Morning Brief – Valuation Check

Valuation Check

 

As the second trading day of this week begins it is apparent that the market is enjoying a wave of optimism. Due to the distress in financial markets throughout the lockdown we have seen the cyclical price action of meandering sentiment feed through to the foreign exchange markets more strongly than ever. A light peppering of ‘good’ news has the capacity to drag up valuations across the fx spectrum. It is unsurprising therefore that yesterday’s €500bn zoom call and a little direction on the UK’s future trading regime had the ability to normalise distressed valuations in every corner of the globe.

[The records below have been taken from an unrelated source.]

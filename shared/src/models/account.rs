//! Account Model

use serde::{Deserialize, Serialize};

use super::Record;

/// Role of an account
#[derive(Debug, Clone, Copy, PartialEq, Eq, Hash, Serialize, Deserialize)]
#[serde(rename_all = "lowercase")]
pub enum AccountRole {
    Admin,
    Staff,
    Customer,
}

impl AccountRole {
    pub fn as_str(&self) -> &'static str {
        match self {
            AccountRole::Admin => "admin",
            AccountRole::Staff => "staff",
            AccountRole::Customer => "customer",
        }
    }
}

/// Account entity
#[derive(Debug, Clone, PartialEq, Serialize, Deserialize)]
#[serde(rename_all = "camelCase")]
pub struct Account {
    #[serde(default, skip_serializing)]
    pub id: String,
    pub email: String,
    pub display_name: String,
    pub role: AccountRole,
    #[serde(default)]
    pub disabled: bool,
    pub created_at: i64,
}

impl Record for Account {
    const COLLECTION: &'static str = "accounts";
    const RESOURCE: &'static str = "Account";

    fn id(&self) -> &str {
        &self.id
    }

    fn check(&self) -> Result<(), String> {
        if !self.email.contains('@') {
            return Err(format!("account {} has an invalid email", self.id));
        }
        Ok(())
    }
}

/// Partial account update
#[derive(Debug, Clone, Default, Serialize, Deserialize)]
#[serde(rename_all = "camelCase")]
pub struct AccountUpdate {
    #[serde(skip_serializing_if = "Option::is_none")]
    pub display_name: Option<String>,
    #[serde(skip_serializing_if = "Option::is_none")]
    pub role: Option<AccountRole>,
    #[serde(skip_serializing_if = "Option::is_none")]
    pub disabled: Option<bool>,
}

Part of the reason for this phenomenon is that dramatic valuations and heavy risk premiums entice investors and speculators to hold riskier currencies as general conditions improve.

 

If you were a buyer of Rand and a seller of US Dollars and you received a price from the market of 6.3 ZAR to the Dollar you’d rightfully be fairly disgusted. What about as a Mexican Peso buyer, would you accept 9.3 MXN in exchange for your Dollar? These two rates would represent a 65% and a 60% over pricing of the currency you are purchasing versus the prevailing markets rate so I would hope not. However, you might be amazed that these rates can be considered the true value of the respective currencies. The valuation of currencies is a challenging subject and there are numerous models designed to price FX crosses. Yet one of the best by virtue of its simplicity is the metric known as ‘PPP’.

 

Purchasing Power Parity, PPP, measures the value of two respective currencies given the different level of prices within two currency areas. The foreign exchange market emerged after all to facilitate the cross border exchange of goods and services denominated in two different currencies so why not use this variable to determine the rate between them. If a basket of generic goods in the United States costs $100 and the very same basket in South Africa and Mexico costs ZAR 630 and MXN 930 respectively, as they in fact do, then we might justifiably conclude that USDZAR should be 6.3 and USDMXN 9.3. One key reason the market rate for the respective currencies is more than double this is the risk premium surrounding both emerging market currencies. This risk premium was stretched even further by the Coronavirus pandemic so as conditions improve there is ample headroom for emerging market valuations to normalise.

 

Yesterday saw emerging market forex valuations improve as trading conditions improved. Global risk sentiment was bolstered by evidence of progress in the European initiative to create a recovery fund. Via video conference yesterday, France’s Emmanuel Macron and Germany’s Angela Merkel announced their support and joint vision for the €500bn European support fund. Under the plans the European Commission would engage with capital markets to raise cash at the European level that would then be used to support the economies of nations most severely affected by Coronavirus. The move simultaneously made leaps forward in the problem of common debt issuance in the Eurozone and the European response to Coronavirus. The announcement took some systemic risk off the table and improved global risk appetite.